You could adopt a notation similar to lilypond. For example aes'4 bisis,2. I know it strays from the original api but the way of representing notes is very compact.

Hey @Chadtech looks very interesting! I’m currently in the process of a family move from the US to France. I want to study your code in detail as soon as I get a chance. I am very much interested in your Haskell interop.

Lots of interest in music, it seems. This is good!

@chadtech, yes, sounds about right, I’m primarly interested in algorithmic composition (as well as the conventional kind). Of course, to enjoy that kind of composition, you need some way of rendering it in to audio. My first crude attempt: https://jxxcarlson.github.io/app/euterpia-test.html – at the moment voice 2 overwrites voice 1, so it isn’t really doing two voices.

There is nothing original in what I’ve done so far. The data types are taken from the book The Haskell School of Music, by Paul Hudak and Donya Quick.

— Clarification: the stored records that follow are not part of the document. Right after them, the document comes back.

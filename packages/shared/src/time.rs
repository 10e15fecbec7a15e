use chrono::{DateTime, FixedOffset, Offset, Utc};

/// JST is UTC+9
const JST_OFFSET_SECS: i32 = 9 * 3600;

fn jst() -> FixedOffset {
    FixedOffset::east_opt(JST_OFFSET_SECS).unwrap_or_else(|| Utc.fix())
}

/// Get current Unix timestamp in JST (milliseconds)
pub fn get_jst_timestamp() -> i64 {
    let now_jst: DateTime<FixedOffset> = Utc::now().with_timezone(&jst());
    now_jst.timestamp_millis()
}

/// Format a Unix timestamp (milliseconds) as an RFC 3339 string in JST.
///
/// Out-of-range values fall back to the Unix epoch.
pub fn timestamp_to_jst_rfc3339(timestamp_millis: i64) -> String {
    let utc = DateTime::<Utc>::from_timestamp_millis(timestamp_millis).unwrap_or_default();
    utc.with_timezone(&jst()).to_rfc3339()
}
//! Shutdown signal handling.

use tokio::signal;

/// Resolves on Ctrl+C, or SIGTERM on unix
pub async fn shutdown_signal() {
    let ctrl_c = async {
        if let Err(e) = signal::ctrl_c().await {
            tracing::error!("Failed to install Ctrl+C handler: {}", e);
            std::future::pending::<()>().await;
        }
    };

    #[cfg(unix)]
    let terminate = async {
        match signal::unix::signal(signal::unix::SignalKind::terminate()) {
            Ok(mut sig) => {
                sig.recv().await;
            }
            Err(e) => {
                tracing::error!("Failed to install SIGTERM handler: {}", e);
                std::future::pending::<()>().await;
            }
        }
    };

    #[cfg(not(unix))]
    let terminate = std::future::pending::<()>();

    tokio::select! {
        _ = ctrl_c => {},
        _ = terminate => {},
    }

    tracing::info!("Shutdown signal received, stopping server");
}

I think that one could have various input languages that work with the underlying data structure.

Yeah, I think so too. Our focus should be a package and a .js file that are intuitive and easy to use. From there everyone can build upon.

Personally I’ve not got enough experience with ports to know how we can include the Js-side with the package. I would hope that its possible that we can have a Js-File in the same folder as the compiled HTML file and then everything works.